- [Activity]
Only the line containing "wins as f64 / played as f64" and those after it, up to the end of the records below, are to be set down, exactly as written.

- [Extracted data]
※

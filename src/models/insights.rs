//! Chemistry and pairwise insight models.

use serde::{Deserialize, Serialize};

use super::Player;

/// A player's most successful teammate.
#[derive(Debug, Clone, Serialize, Deserialize)]
pub struct PartnerInsight {
    /// The teammate
    pub partner: Player,

    /// Matches played on the same side
    pub matches_together: u32,

    /// Wins while on the same side
    pub wins_together: u32,

    /// Fraction of shared matches won
    pub win_rate: f64,
}

/// The opponent a player most often loses to.
#[derive(Debug, Clone, Serialize, Deserialize)]
pub struct RivalInsight {
    /// The opponent
    pub rival: Player,

    /// Matches played on opposite sides
    pub matches_against: u32,

    /// Losses while facing this opponent
    pub losses_against: u32,

    /// Fraction of faced matches lost
    pub loss_rate: f64,
}

/// Aggregate record of two players on the same side.
#[derive(Debug, Clone, Serialize, Deserialize)]
pub struct PairStat {
    /// First player of the canonical pair
    pub player1: Player,

    /// Second player of the canonical pair
    pub player2: Player,

    /// Matches played together
    pub matches_together: u32,

    /// Matches won together
    pub wins_together: u32,

    /// Fraction of shared matches won
    pub win_rate: f64,
}

/// Head-to-head record of two players on opposite sides. The dominant
/// player is listed first.
#[derive(Debug, Clone, Serialize, Deserialize)]
pub struct RivalryStat {
    /// The player winning the larger share of the head-to-head
    pub dominant: Player,

    /// The player on the losing end
    pub underdog: Player,

    /// Matches played against each other
    pub matches_against: u32,

    /// Head-to-head wins for the dominant player
    pub dominant_wins: u32,

    /// Dominant player's share of the head-to-head outcomes
    pub dominance: f64,
}

#[cfg(test)]
mod tests {
    use super::*;
    use crate::models::{PlayerId, Role};

    fn player(id: &str) -> Player {
        Player::new(
            PlayerId::from(id),
            id.to_string(),
            id.to_string(),
            30,
            Role::Midfielder,
        )
    }

    #[test]
    fn test_partner_insight_serialization() {
        let insight = PartnerInsight {
            partner: player("p2"),
            matches_together: 3,
            wins_together: 2,
            win_rate: 2.0 / 3.0,
        };

        let json = serde_json::to_string(&insight).unwrap();
        let deserialized: PartnerInsight = serde_json::from_str(&json).unwrap();

        assert_eq!(insight.partner.id, deserialized.partner.id);
        assert_eq!(insight.matches_together, deserialized.matches_together);
    }

    #[test]
    fn test_rivalry_stat_serialization() {
        let stat = RivalryStat {
            dominant: player("p1"),
            underdog: player("p2"),
            matches_against: 4,
            dominant_wins: 3,
            dominance: 0.75,
        };

        let json = serde_json::to_string(&stat).unwrap();
        let deserialized: RivalryStat = serde_json::from_str(&json).unwrap();

        assert_eq!(stat.dominant.id, deserialized.dominant.id);
        assert_eq!(stat.dominance, deserialized.dominance);
    }
}
//! Statistics calculation engine.
//!
//! Computes derived metrics from the stored roster and match history:
//! - Per-player standings, points and recent form
//! - Best-partner and nemesis chemistry insights
//! - League-wide teammate pair and rivalry rankings
//!
//! Everything here is a pure function over borrowed snapshots; no input is
//! mutated and repeated calls return identical results.

pub mod chemistry;
pub mod pairs;
pub mod standings;

pub use chemistry::{find_ideal_partner, find_nemesis};
pub use pairs::{top_rival_pairs, top_teammate_pairs};
pub use standings::{compute_standings, sort_table};

/// Calculate win rate from wins and games played.
pub fn win_rate(wins: u32, played: u32) -> f64 {
    if played == 0 {
        0.0
    } else {
        wins as f64 / played as f64
    }
}

/// League points: 3 per win, 1 per draw.
pub fn points(won: u32, drawn: u32) -> u32 {
    won * 3 + drawn
}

※

- [Answer to this exercise]
        wins as f64 / played as f64
    }
}

/// League points: 3 per win, 1 per draw.
pub fn points(won: u32, drawn: u32) -> u32 {
    won * 3 + drawn
}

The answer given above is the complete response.